With the development of computer vision technology, more and more image processing techniques, which can accomplish feature detecting, descripting, and deduce information about the environment have been applied to the visual SLAM system.^19
–21 Feature from Accelerated Segment Test (FAST)²² compares the intensity of a point of interest with the intensities on a circle around the point. A decision tree is learned to efficiently classify corner-like features. The advanced improved FAST detecting key point algorithm,²³ named oriented FAST and rotated Binary Robust Independent Elementary Features (BRIEF) (ORB), provides an independent rotation. It can detect the key points at different scales. Choosing a fixed set of intensity test pairs with minimal correlation to offset the resulting variance loss. It has a good performance for the invariance of rotation, scales, illumination, and the low-cost computation.

Related work

Inspired by the achievements of the two passages converged in the hippocampus and the entorhinal cortex, neuron fire activities cell (place cell, grid cell, and so on), ORB algorithm, and bioinspired SLAM algorithm (RatSLAM and HiLAM), our system use the integration of motion information and visual-based motion information to build the “where” loop and use the visual bag of word algorithm-based ORB feature to build the “what” loop. In this article, we simulate an episodic memory recognition unit consisting of the integration of two-loop information, which is applied to building the accurate bioinspired spatial cognitive map of real environments. Our work is to model hippocampus and to integrate cognitive map, and episodic memory, so as to make the performance of the robotic system more human-like. Then we make an experiment to show our algorithm has a good improvement in visual odometer accuracy, closed-loop detection, and robust environment adaptability.

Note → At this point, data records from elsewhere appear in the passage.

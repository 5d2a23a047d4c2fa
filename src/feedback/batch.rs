//! Concurrent batch enhancement
//!
//! Fan-out: one task per entry on a `JoinSet`, at most `max_concurrency`
//! enhancing at once. Fan-in: a single reducer drains completions in the
//! order they finish, so counters, result lists and progress events have
//! exactly one writer. Item failures never abort the batch.

use serde::{Deserialize, Serialize};
use std::sync::atomic::{AtomicBool, AtomicUsize, Ordering};
use std::sync::Arc;
use tokio::sync::{mpsc, Semaphore};
use tokio::task::{JoinHandle, JoinSet};
use tracing::{error, info, warn};

use crate::error::{FeedbackError, Result};
use crate::feedback::enhance::FeedbackEnhancer;
use crate::types::{EnhancedFeedback, FeedbackEntry};

/// Default number of enhancements allowed in flight at once
pub const DEFAULT_MAX_CONCURRENCY: usize = 10;

/// Consolidated outcome of one batch
#[derive(Debug, Clone, Default, Serialize, Deserialize)]
#[serde(rename_all = "camelCase")]
pub struct BatchResult {
    pub total_entries: usize,
    pub processed_entries: usize,
    pub successful_entries: usize,
    pub failed_entries: usize,
    /// Completion order, not submission order
    pub results: Vec<EnhancedFeedback>,
    /// One message per failed item
    pub errors: Vec<String>,
    pub completed: bool,
}

/// One progress notification
#[derive(Debug, Clone, Copy, PartialEq, Serialize, Deserialize)]
pub struct BatchProgress {
    pub processed: usize,
    pub total: usize,
    pub percentage: f64,
}

impl BatchProgress {
    pub fn new(processed: usize, total: usize) -> Self {
        let percentage = if total == 0 {
            100.0
        } else {
            processed as f64 / total as f64 * 100.0
        };
        Self {
            processed,
            total,
            percentage,
        }
    }
}

/// Receives batch notifications, in order, from the reducer
pub trait BatchObserver: Send + Sync {
    /// Called after every item completes; `processed` never decreases
    fn on_progress(&self, _progress: &BatchProgress) {}

    /// Called once with the final result. An error here fails the batch.
    fn on_complete(&self, _result: &BatchResult) -> anyhow::Result<()> {
        Ok(())
    }
}

/// Event on a batch subscription stream
#[derive(Debug, Clone)]
pub enum BatchEvent {
    Progress(BatchProgress),
    Completed(BatchResult),
}

/// Observer that forwards notifications into an ordered channel
///
/// Sends to a dropped receiver are ignored, so a caller can stop listening
/// without affecting the batch.
pub struct ChannelObserver {
    tx: mpsc::UnboundedSender<BatchEvent>,
}

impl ChannelObserver {
    pub fn new() -> (Self, mpsc::UnboundedReceiver<BatchEvent>) {
        let (tx, rx) = mpsc::unbounded_channel();
        (Self { tx }, rx)
    }
}

impl BatchObserver for ChannelObserver {
    fn on_progress(&self, progress: &BatchProgress) {
        let _ = self.tx.send(BatchEvent::Progress(*progress));
    }

    fn on_complete(&self, result: &BatchResult) -> anyhow::Result<()> {
        let _ = self.tx.send(BatchEvent::Completed(result.clone()));
        Ok(())
    }
}

/// Point-in-time view of a running batch
#[derive(Debug, Clone, Copy, PartialEq, Eq, Serialize)]
#[serde(rename_all = "camelCase")]
pub struct BatchSnapshot {
    pub total_entries: usize,
    pub processed_entries: usize,
    pub successful_entries: usize,
    pub failed_entries: usize,
    pub completed: bool,
}

/// Live counters for a batch, readable from any thread while it runs
#[derive(Clone, Default)]
pub struct BatchStatus {
    inner: Arc<StatusInner>,
}

#[derive(Default)]
struct StatusInner {
    total: AtomicUsize,
    processed: AtomicUsize,
    successful: AtomicUsize,
    failed: AtomicUsize,
    completed: AtomicBool,
}

impl BatchStatus {
    fn new(total: usize) -> Self {
        let status = Self::default();
        status.inner.total.store(total, Ordering::SeqCst);
        status
    }

    /// `processed` is bumped before the success/failure counter, so readers
    /// always see `successful + failed <= processed`.
    pub fn snapshot(&self) -> BatchSnapshot {
        let completed = self.inner.completed.load(Ordering::SeqCst);
        let successful = self.inner.successful.load(Ordering::SeqCst);
        let failed = self.inner.failed.load(Ordering::SeqCst);
        let processed = self.inner.processed.load(Ordering::SeqCst);
        BatchSnapshot {
            total_entries: self.inner.total.load(Ordering::SeqCst),
            processed_entries: processed,
            successful_entries: successful,
            failed_entries: failed,
            completed,
        }
    }
}

/// Handle to a batch running in the background
pub struct BatchHandle {
    batch_id: String,
    status: BatchStatus,
    task: JoinHandle<BatchResult>,
}

impl BatchHandle {
    pub fn batch_id(&self) -> &str {
        &self.batch_id
    }

    pub fn status(&self) -> BatchSnapshot {
        self.status.snapshot()
    }

    pub fn is_finished(&self) -> bool {
        self.task.is_finished()
    }

    /// Wait for the batch to resolve
    pub async fn join(self) -> Result<BatchResult> {
        self.task
            .await
            .map_err(|e| FeedbackError::Aggregation(format!("batch task failed: {}", e)))
    }
}

struct ItemOutcome {
    id: String,
    outcome: std::result::Result<EnhancedFeedback, String>,
}

/// Runs an enhancer over many entries concurrently
#[derive(Clone)]
pub struct BatchProcessor {
    enhancer: Arc<dyn FeedbackEnhancer>,
    max_concurrency: usize,
}

impl BatchProcessor {
    pub fn new(enhancer: Arc<dyn FeedbackEnhancer>, max_concurrency: usize) -> Self {
        Self {
            enhancer,
            max_concurrency: max_concurrency.max(1),
        }
    }

    pub fn max_concurrency(&self) -> usize {
        self.max_concurrency
    }

    /// Run a batch and wait for its result
    pub async fn run(
        &self,
        entries: Vec<FeedbackEntry>,
        observer: Option<Arc<dyn BatchObserver>>,
    ) -> BatchResult {
        let status = BatchStatus::new(entries.len());
        self.execute(entries, observer, status).await
    }

    /// Start a batch in the background. Dropping the handle detaches it.
    pub fn spawn(
        &self,
        entries: Vec<FeedbackEntry>,
        observer: Option<Arc<dyn BatchObserver>>,
    ) -> BatchHandle {
        let batch_id = format!("BATCH-{}", chrono::Utc::now().timestamp_millis());
        let status = BatchStatus::new(entries.len());
        let processor = self.clone();
        let task_status = status.clone();
        let task = tokio::spawn(async move { processor.execute(entries, observer, task_status).await });

        BatchHandle {
            batch_id,
            status,
            task,
        }
    }

    async fn execute(
        &self,
        entries: Vec<FeedbackEntry>,
        observer: Option<Arc<dyn BatchObserver>>,
        status: BatchStatus,
    ) -> BatchResult {
        let total = entries.len();
        info!("Starting batch processing for {} feedback entries", total);

        let semaphore = Arc::new(Semaphore::new(self.max_concurrency));
        let mut tasks = JoinSet::new();

        for entry in entries {
            let enhancer = self.enhancer.clone();
            let semaphore = semaphore.clone();
            tasks.spawn(async move {
                let _permit = semaphore.acquire_owned().await;
                let id = entry.id_label();
                // Inner task so a panicking enhancer is reported against its entry
                let outcome = match tokio::spawn(async move { enhancer.enhance(entry).await }).await {
                    Ok(Ok(enhanced)) => Ok(enhanced),
                    Ok(Err(e)) => Err(e.to_string()),
                    Err(e) => Err(join_error_message(e)),
                };
                ItemOutcome { id, outcome }
            });
        }

        let mut results = Vec::with_capacity(total);
        let mut errors = Vec::new();

        while let Some(joined) = tasks.join_next().await {
            let item = joined.unwrap_or_else(|e| ItemOutcome {
                id: "unknown".to_string(),
                outcome: Err(join_error_message(e)),
            });

            let processed = status.inner.processed.fetch_add(1, Ordering::SeqCst) + 1;
            match item.outcome {
                Ok(enhanced) => {
                    status.inner.successful.fetch_add(1, Ordering::SeqCst);
                    results.push(enhanced);
                }
                Err(cause) => {
                    status.inner.failed.fetch_add(1, Ordering::SeqCst);
                    warn!("Failed to process feedback ID {}: {}", item.id, cause);
                    errors.push(format!("Error processing feedback ID {}: {}", item.id, cause));
                }
            }

            if let Some(observer) = &observer {
                observer.on_progress(&BatchProgress::new(processed, total));
            }
        }

        let snapshot = status.snapshot();
        let mut result = BatchResult {
            total_entries: total,
            processed_entries: snapshot.processed_entries,
            successful_entries: snapshot.successful_entries,
            failed_entries: snapshot.failed_entries,
            results,
            errors,
            completed: true,
        };

        match finalize(&result, observer.as_deref()) {
            Ok(()) => {
                status.inner.completed.store(true, Ordering::SeqCst);
                info!(
                    "Batch processing completed: {} successful, {} failed out of {} total",
                    result.successful_entries, result.failed_entries, total
                );
            }
            Err(e) => {
                error!("Batch processing failed: {}", e);
                // Drops every result gathered so far, keeping only the counters
                result.completed = false;
                result.results.clear();
                result.errors = vec![format!("Batch processing failed: {}", e)];
            }
        }

        result
    }
}

fn finalize(result: &BatchResult, observer: Option<&dyn BatchObserver>) -> Result<()> {
    if result.successful_entries + result.failed_entries != result.processed_entries
        || result.processed_entries != result.total_entries
    {
        return Err(FeedbackError::Aggregation(format!(
            "counter mismatch: {} successful + {} failed vs {} processed of {}",
            result.successful_entries,
            result.failed_entries,
            result.processed_entries,
            result.total_entries
        )));
    }

    if let Some(observer) = observer {
        observer
            .on_complete(result)
            .map_err(|e| FeedbackError::Aggregation(e.to_string()))?;
    }
    Ok(())
}

fn join_error_message(err: tokio::task::JoinError) -> String {
    if err.is_panic() {
        let panic = err.into_panic();
        if let Some(msg) = panic.downcast_ref::<&str>() {
            format!("task panicked: {}", msg)
        } else if let Some(msg) = panic.downcast_ref::<String>() {
            format!("task panicked: {}", msg)
        } else {
            "task panicked".to_string()
        }
    } else {
        format!("task failed: {}", err)
    }
}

This article is structured as follows. The first section has introduced the background of bioinspired cognitive method and the visual processing method, then it discusses the purpose of this article. Our experiment platform and system are introduced in the second section. The front-end visual information input method will be shown in the third section. The cognitive mode of bioinspired model and closed-loop detection method will be discussed in the fourth section. The experimental results will then be shown in the fifth section and the sixth section give a conclusion.

System overview

Our mobile robot platform has a full navigation system, which made up of a mobile robot base, a red green blue-depth (RGB-D) camera, and a laptop. Turtlebot2 consists of the structure of the robot, which has a Kubuki robot move base. The robot move base is a low-cost, personal robot kit with open-source software, two motor encoders offer the odometer information, and one micro inertial measurement unit (MIMU) offers the angle information. We use RGB-D camera of the ASUSTeK computer (ASUS) to collect visual information in the environment. It was fixed to the top of the platform panel and used universal srial BUS (USB) connection for power supply and laptop connecting. We choose Alienware13 laptop which has an i7 6500U 2.5 GHz CPU and an NVIDIA GeForce GTX960 M graphics card and use rbot orating sstem (ROS) system to control robot move base, collect visual information, process the visual RGB, depth image, coordinate the visual and odometer information, and generate the cognitive map. You can see the mobile robot platform hardware in Figure 1.

Figure 1.

Mobile robot platform.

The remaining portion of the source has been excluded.